(Saved entries)
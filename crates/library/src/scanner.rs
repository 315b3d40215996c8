//! Finds books under the library roots
//!
//! Inside a root, every media file sitting directly in the root is a
//! single-file book, and every immediate subdirectory holding media (at any
//! depth below it) is one multi-file book. Files of a multi-file book are
//! kept in natural order, so "2.mp3" plays before "10.mp3".

use lectern_config::LibraryConfig;
use lectern_core::BookKind;
use log::{debug, info, warn};
use std::cmp::Ordering;
use std::collections::HashSet;
use std::fs;
use std::path::{Path, PathBuf};
use walkdir::WalkDir;

/// Scanning rules
#[derive(Debug, Clone)]
pub struct ScannerConfig {
    /// Maximum depth below a book directory (None = unlimited)
    pub max_depth: Option<usize>,
    /// Files smaller than this are ignored
    pub min_file_size: u64,
    pub follow_symlinks: bool,
    /// Lowercase extensions without the dot
    pub supported_extensions: HashSet<String>,
}

impl Default for ScannerConfig {
    fn default() -> Self {
        Self::from(&LibraryConfig::default())
    }
}

impl From<&LibraryConfig> for ScannerConfig {
    fn from(config: &LibraryConfig) -> Self {
        Self {
            max_depth: match config.max_scan_depth {
                0 => None,
                depth => Some(depth as usize),
            },
            min_file_size: config.min_file_size_bytes,
            follow_symlinks: config.follow_symlinks,
            supported_extensions: config
                .supported_extensions
                .iter()
                .map(|e| e.trim_start_matches('.').to_lowercase())
                .collect(),
        }
    }
}

impl ScannerConfig {
    pub fn with_max_depth(mut self, depth: usize) -> Self {
        self.max_depth = Some(depth);
        self
    }

    pub fn with_min_file_size(mut self, size: u64) -> Self {
        self.min_file_size = size;
        self
    }

    pub fn with_follow_symlinks(mut self, follow: bool) -> Self {
        self.follow_symlinks = follow;
        self
    }
}

/// A book found on disk, before metadata probing
#[derive(Debug, Clone, PartialEq)]
pub struct BookCandidate {
    pub root: PathBuf,
    pub kind: BookKind,
    /// Folder name or file stem
    pub title: String,
    /// Media files in playback order
    pub files: Vec<PathBuf>,
}

#[derive(Debug, Clone, Default)]
pub struct LibraryScanner {
    config: ScannerConfig,
}

impl LibraryScanner {
    pub fn new(config: ScannerConfig) -> Self {
        Self { config }
    }

    /// Walks every root and returns the books found, in natural path order.
    ///
    /// Missing roots are logged and skipped; a root listed twice is scanned once.
    pub fn scan(&self, roots: &[PathBuf]) -> Vec<BookCandidate> {
        info!("Starting library scan of {} roots", roots.len());

        let mut candidates = Vec::new();
        let mut scanned = HashSet::new();

        for root in roots {
            if !root.exists() {
                warn!("Library root does not exist: {}", root.display());
                continue;
            }

            let canonical = root.canonicalize().unwrap_or_else(|_| root.clone());
            if !scanned.insert(canonical) {
                debug!("Skipping already scanned root: {}", root.display());
                continue;
            }

            if root.is_file() {
                if self.is_valid_audio_file(root) {
                    candidates.push(single_file_candidate(root));
                }
                continue;
            }

            candidates.extend(self.scan_root(root));
        }

        candidates.sort_by(|a, b| natural_path_cmp(&a.root, &b.root));
        info!("Scan completed: found {} books", candidates.len());
        candidates
    }

    fn scan_root(&self, root: &Path) -> Vec<BookCandidate> {
        let entries = match fs::read_dir(root) {
            Ok(entries) => entries,
            Err(e) => {
                warn!("Cannot read library root {}: {}", root.display(), e);
                return Vec::new();
            }
        };

        let mut candidates = Vec::new();
        for entry in entries.flatten() {
            let path = entry.path();
            if is_hidden(&path) {
                continue;
            }

            let is_dir = if self.config.follow_symlinks {
                path.is_dir()
            } else {
                entry.file_type().map(|t| t.is_dir()).unwrap_or(false)
            };

            if is_dir {
                let files = self.collect_media(&path);
                if !files.is_empty() {
                    candidates.push(BookCandidate {
                        title: file_label(&path),
                        root: path,
                        kind: BookKind::Directory,
                        files,
                    });
                }
            } else if self.is_valid_audio_file(&path) {
                candidates.push(single_file_candidate(&path));
            }
        }
        candidates
    }

    /// All media below a book directory, in natural order
    fn collect_media(&self, dir: &Path) -> Vec<PathBuf> {
        let walker = WalkDir::new(dir)
            .follow_links(self.config.follow_symlinks)
            .max_depth(self.config.max_depth.unwrap_or(usize::MAX));

        let mut files: Vec<PathBuf> = walker
            .into_iter()
            .filter_entry(|e| e.depth() == 0 || !is_hidden(e.path()))
            .filter_map(|entry| match entry {
                Ok(e) => Some(e),
                Err(e) => {
                    warn!("Error walking directory: {}", e);
                    None
                }
            })
            .filter(|e| e.file_type().is_file() || (self.config.follow_symlinks && e.path().is_file()))
            .map(|e| e.into_path())
            .filter(|p| self.is_valid_audio_file(p))
            .collect();

        files.sort_by(|a, b| natural_path_cmp(a, b));
        files
    }

    /// Extension and size check
    fn is_valid_audio_file(&self, path: &Path) -> bool {
        if is_hidden(path) {
            return false;
        }

        let has_valid_extension = path
            .extension()
            .and_then(|e| e.to_str())
            .map(|e| self.config.supported_extensions.contains(&e.to_lowercase()))
            .unwrap_or(false);

        if !has_valid_extension {
            return false;
        }

        match fs::metadata(path) {
            Ok(metadata) => metadata.is_file() && metadata.len() >= self.config.min_file_size,
            Err(e) => {
                debug!("Error checking file {}: {}", path.display(), e);
                false
            }
        }
    }
}

fn single_file_candidate(path: &Path) -> BookCandidate {
    let title = path
        .file_stem()
        .map(|s| s.to_string_lossy().into_owned())
        .unwrap_or_else(|| file_label(path));
    BookCandidate {
        root: path.to_path_buf(),
        kind: BookKind::SingleFile,
        title,
        files: vec![path.to_path_buf()],
    }
}

fn file_label(path: &Path) -> String {
    path.file_name()
        .map(|s| s.to_string_lossy().into_owned())
        .unwrap_or_else(|| path.display().to_string())
}

fn is_hidden(path: &Path) -> bool {
    path.file_name()
        .and_then(|n| n.to_str())
        .is_some_and(|n| n.starts_with('.'))
}

/// Compares strings treating digit runs as numbers and letters case-insensitively
pub fn natural_cmp(a: &str, b: &str) -> Ordering {
    let mut left = a.chars().peekable();
    let mut right = b.chars().peekable();

    loop {
        match (left.peek().copied(), right.peek().copied()) {
            (None, None) => return a.cmp(b),
            (None, Some(_)) => return Ordering::Less,
            (Some(_), None) => return Ordering::Greater,
            (Some(x), Some(y)) if x.is_ascii_digit() && y.is_ascii_digit() => {
                let lnum = take_digits(&mut left);
                let rnum = take_digits(&mut right);
                let ordering = compare_digit_runs(&lnum, &rnum);
                if ordering != Ordering::Equal {
                    return ordering;
                }
            }
            (Some(x), Some(y)) => {
                let ordering = x.to_lowercase().cmp(y.to_lowercase());
                if ordering != Ordering::Equal {
                    return ordering;
                }
                left.next();
                right.next();
            }
        }
    }
}

fn take_digits(chars: &mut std::iter::Peekable<std::str::Chars<'_>>) -> String {
    let mut run = String::new();
    while let Some(c) = chars.peek().copied().filter(char::is_ascii_digit) {
        run.push(c);
        chars.next();
    }
    run
}

fn compare_digit_runs(a: &str, b: &str) -> Ordering {
    let a_trimmed = a.trim_start_matches('0');
    let b_trimmed = b.trim_start_matches('0');
    a_trimmed
        .len()
        .cmp(&b_trimmed.len())
        .then_with(|| a_trimmed.cmp(b_trimmed))
}

/// Natural order over whole paths, component by component
pub fn natural_path_cmp(a: &Path, b: &Path) -> Ordering {
    let mut left = a.components();
    let mut right = b.components();
    loop {
        match (left.next(), right.next()) {
            (None, None) => return Ordering::Equal,
            (None, Some(_)) => return Ordering::Less,
            (Some(_), None) => return Ordering::Greater,
            (Some(x), Some(y)) => {
                let ordering = natural_cmp(
                    &x.as_os_str().to_string_lossy(),
                    &y.as_os_str().to_string_lossy(),
                );
                if ordering != Ordering::Equal {
                    return ordering;
                }
            }
        }
    }
}

#[cfg(test)]
mod tests {
    use super::*;

    #[test]
    fn test_natural_cmp_numbers() {
        assert_eq!(natural_cmp("2.mp3", "10.mp3"), Ordering::Less);
        assert_eq!(natural_cmp("Part 10", "part 9"), Ordering::Greater);
        assert_eq!(natural_cmp("track007", "track7"), Ordering::Less);
        assert_eq!(natural_cmp("abc", "abd"), Ordering::Less);
        assert_eq!(natural_cmp("a", "a1"), Ordering::Less);
    }

    #[test]
    fn test_natural_sort_of_file_list() {
        let mut names = vec!["Chapter 10.mp3", "chapter 2.mp3", "Chapter 1.mp3", "Intro.mp3"];
        names.sort_by(|a, b| natural_cmp(a, b));
        assert_eq!(
            names,
            vec!["Chapter 1.mp3", "chapter 2.mp3", "Chapter 10.mp3", "Intro.mp3"]
        );
    }

    #[test]
    fn test_natural_path_cmp_by_component() {
        assert_eq!(
            natural_path_cmp(Path::new("/b/disc 2/1.mp3"), Path::new("/b/disc 10/1.mp3")),
            Ordering::Less
        );
    }

    #[test]
    fn test_config_from_library_config() {
        let mut library = LibraryConfig::default();
        library.max_scan_depth = 3;
        library.supported_extensions = vec![".MP3".to_string()];
        let config = ScannerConfig::from(&library);
        assert_eq!(config.max_depth, Some(3));
        assert!(config.supported_extensions.contains("mp3"));
    }
}
//! LibraryManager end to end: scan, shelve, persist, reopen

use lectern_config::LibraryConfig;
use lectern_core::{Event, SessionState, Shelf, Timestamp};
use lectern_library::{
    LibraryManager, LibraryResult, MetadataProbe, NoopProbe, ProbedMedia, CATALOG_FILE,
};
use lectern_store::{SidecarStore, StateStore};
use std::fs;
use std::path::{Path, PathBuf};
use std::sync::Arc;
use tempfile::TempDir;

type Result<T> = std::result::Result<T, Box<dyn std::error::Error>>;

/// Reports every file as ten minutes long
struct TenMinuteProbe;

impl MetadataProbe for TenMinuteProbe {
    fn probe(&self, _path: &Path) -> LibraryResult<ProbedMedia> {
        Ok(ProbedMedia {
            title: None,
            duration: Some(600.0),
            chapters: Vec::new(),
        })
    }
}

fn create_audio_file(dir: &Path, name: &str) -> PathBuf {
    let path = dir.join(name);
    if let Some(parent) = path.parent() {
        fs::create_dir_all(parent).unwrap();
    }
    fs::write(&path, vec![0u8; 2048]).unwrap();
    path
}

fn library_config(root: &Path) -> LibraryConfig {
    LibraryConfig {
        library_paths: vec![root.to_path_buf()],
        ..LibraryConfig::default()
    }
}

#[test]
fn test_rescan_builds_books_with_durations() -> Result<()> {
    let media = TempDir::new()?;
    let data = TempDir::new()?;
    create_audio_file(media.path(), "Trilogy/1.mp3");
    create_audio_file(media.path(), "Trilogy/2.mp3");
    create_audio_file(media.path(), "Novella.m4b");

    let mut manager = LibraryManager::open(&library_config(media.path()), data.path())
        .with_probe(Arc::new(TenMinuteProbe));
    let report = manager.rescan();

    assert_eq!(report.added.len(), 2);
    let trilogy = manager
        .index()
        .search("trilogy")
        .next()
        .ok_or("trilogy missing")?;
    assert_eq!(trilogy.total_duration(), Some(1200.0));
    assert_eq!(trilogy.chapters.len(), 2);
    assert_eq!(trilogy.chapters[1].start, 600.0);

    let events = manager.drain_events();
    assert_eq!(
        events.iter().filter(|e| matches!(e, Event::BookAdded { .. })).count(),
        2
    );
    Ok(())
}

#[test]
fn test_catalog_survives_reopen() -> Result<()> {
    let media = TempDir::new()?;
    let data = TempDir::new()?;
    create_audio_file(media.path(), "Emma/01.mp3");
    let config = library_config(media.path());

    let key = {
        let mut manager =
            LibraryManager::open(&config, data.path()).with_probe(Arc::new(NoopProbe));
        manager.rescan();
        let key = manager.index().books().next().ok_or("no book")?.key.clone();
        manager
            .index_mut()
            .assign_shelf(&key, &Shelf::user("Classics"))?;
        manager.index_mut().pin(&key)?;
        manager.save_catalog()?;
        key
    };
    assert!(data.path().join(CATALOG_FILE).exists());

    let mut reopened = LibraryManager::open(&config, data.path()).with_probe(Arc::new(NoopProbe));
    let report = reopened.rescan();
    assert!(report.added.is_empty());

    let book = reopened.index().get(&key).ok_or("book lost")?;
    assert!(book.pinned);
    assert!(book.is_on_shelf("Classics"));
    Ok(())
}

#[test]
fn test_removed_media_keeps_catalog_entry() -> Result<()> {
    let media = TempDir::new()?;
    let data = TempDir::new()?;
    let file = create_audio_file(media.path(), "Gone.mp3");

    let mut manager = LibraryManager::open(&library_config(media.path()), data.path())
        .with_probe(Arc::new(NoopProbe));
    manager.rescan();
    fs::remove_file(file)?;
    let report = manager.rescan();

    assert!(!report.has_changes());
    assert_eq!(manager.index().len(), 1);
    Ok(())
}

#[test]
fn test_hydrate_reads_sidecars() -> Result<()> {
    let media = TempDir::new()?;
    let data = TempDir::new()?;
    create_audio_file(media.path(), "Read/01.mp3");
    create_audio_file(media.path(), "Unread/01.mp3");

    let mut manager = LibraryManager::open(&library_config(media.path()), data.path())
        .with_probe(Arc::new(NoopProbe));
    manager.rescan();

    let store = SidecarStore::new();
    let read = manager
        .index()
        .search("Read")
        .find(|b| b.title == "Read")
        .ok_or("missing book")?
        .locator();
    let mut state = SessionState::default();
    state.finished = true;
    state.last_played = Some(Timestamp::from_millis(42_000));
    store.save(&read, &state)?;

    assert_eq!(manager.hydrate(&store), 1);
    let history = manager.index().history(10);
    assert_eq!(history.len(), 1);
    assert_eq!(history[0].title, "Read");
    assert_eq!(manager.index().list_by_shelf(&Shelf::Finished)?.len(), 1);
    Ok(())
}

#[test]
fn test_scan_job_runs_on_another_thread() -> Result<()> {
    let media = TempDir::new()?;
    let data = TempDir::new()?;
    create_audio_file(media.path(), "Threaded.mp3");

    let mut manager = LibraryManager::open(&library_config(media.path()), data.path())
        .with_probe(Arc::new(NoopProbe));
    let job = manager.scan_job();
    let books = std::thread::spawn(move || job.run())
        .join()
        .map_err(|_| "scan thread panicked")?;

    assert_eq!(manager.apply_scan(books).added.len(), 1);
    Ok(())
}

#[test]
fn test_add_root_deduplicates() -> Result<()> {
    let data = TempDir::new()?;
    let mut manager = LibraryManager::open(&LibraryConfig::default(), data.path());
    assert!(manager.add_root("/audiobooks"));
    assert!(!manager.add_root("/audiobooks"));
    assert_eq!(manager.roots().len(), 1);
    Ok(())
}
//! Lectern configuration
//!
//! Settings live in a TOML file with one table per section. Sections
//! implement `ConfigSection`, so a new feature adds its settings by adding a
//! field to `Config`.
//!
//! - Invalid or unreadable files fall back to defaults with a warning
//!   (`ConfigManager::load_or_default`)
//! - Writes are atomic and keep a `.backup` of the previous file
//! - Portable mode relocates config and data next to the executable
//!
//! ```rust,no_run
//! use lectern_config::ConfigManager;
//!
//! let manager = ConfigManager::new().expect("config directory");
//! let config = manager.load_or_default();
//! println!("Tick: {} ms", config.player.tick_interval_ms);
//! ```

mod error;
mod manager;
mod persistence;
mod validation;

// Config sections
mod accessibility_config;
mod app_config;
mod library_config;
mod player_config;

pub use error::{ConfigError, ConfigResult, ValidationError};
pub use manager::{portable_root, ConfigManager, PORTABLE_DATA_DIR, PORTABLE_MARKER};
pub use validation::{ConfigSection, Validator};

pub use accessibility_config::{AccessibilityConfig, Verbosity};
pub use app_config::{AppConfig, LogLevel};
pub use library_config::LibraryConfig;
pub use player_config::{PlayerConfig, SleepTimerAction};

use serde::{Deserialize, Serialize};

/// Current config file format version
pub const CONFIG_VERSION: u32 = 1;

/// Root configuration structure
#[derive(Debug, Clone, Serialize, Deserialize, PartialEq)]
#[serde(default)]
pub struct Config {
    /// Config file format version
    pub version: u32,

    pub app: AppConfig,

    /// Playback timing and defaults
    pub player: PlayerConfig,

    /// Library roots and scanning rules
    pub library: LibraryConfig,

    /// Screen reader announcements
    pub accessibility: AccessibilityConfig,
}

impl Config {
    pub fn new() -> Self {
        Self::default()
    }

    /// Validates every section, returning all errors found
    pub fn validate(&self) -> Result<(), Vec<ValidationError>> {
        let mut errors = Vec::new();

        if let Err(mut e) = self.app.validate() {
            errors.append(&mut e);
        }

        if let Err(mut e) = self.player.validate() {
            errors.append(&mut e);
        }

        if let Err(mut e) = self.library.validate() {
            errors.append(&mut e);
        }

        if let Err(mut e) = self.accessibility.validate() {
            errors.append(&mut e);
        }

        if errors.is_empty() {
            Ok(())
        } else {
            Err(errors)
        }
    }

    /// Merges this config with another, preferring values from `other`
    pub fn merge(&mut self, other: Config) {
        self.app.merge(other.app);
        self.player.merge(other.player);
        self.library.merge(other.library);
        self.accessibility.merge(other.accessibility);
    }
}

impl Default for Config {
    fn default() -> Self {
        Self {
            version: CONFIG_VERSION,
            app: AppConfig::default(),
            player: PlayerConfig::default(),
            library: LibraryConfig::default(),
            accessibility: AccessibilityConfig::default(),
        }
    }
}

* _Task details_: Reproduce only this range: the first line of the data above through the line with "pub struct ScannerConfig", both included, exactly as written.

* _Response area_:
filename crates/library/src/scanner.rs
repository 315b3d40215996c8
//! Finds books under the library roots
//!
//! Inside a root, every media file sitting directly in the root is a
//! single-file book, and every immediate subdirectory holding media (at any
//! depth below it) is one multi-file book. Files of a multi-file book are
//! kept in natural order, so "2.mp3" plays before "10.mp3".

use lectern_config::LibraryConfig;
use lectern_core::BookKind;
use log::{debug, info, warn};
use std::cmp::Ordering;
use std::collections::HashSet;
use std::fs;
use std::path::{Path, PathBuf};
use walkdir::WalkDir;

/// Scanning rules
#[derive(Debug, Clone)]
pub struct ScannerConfig {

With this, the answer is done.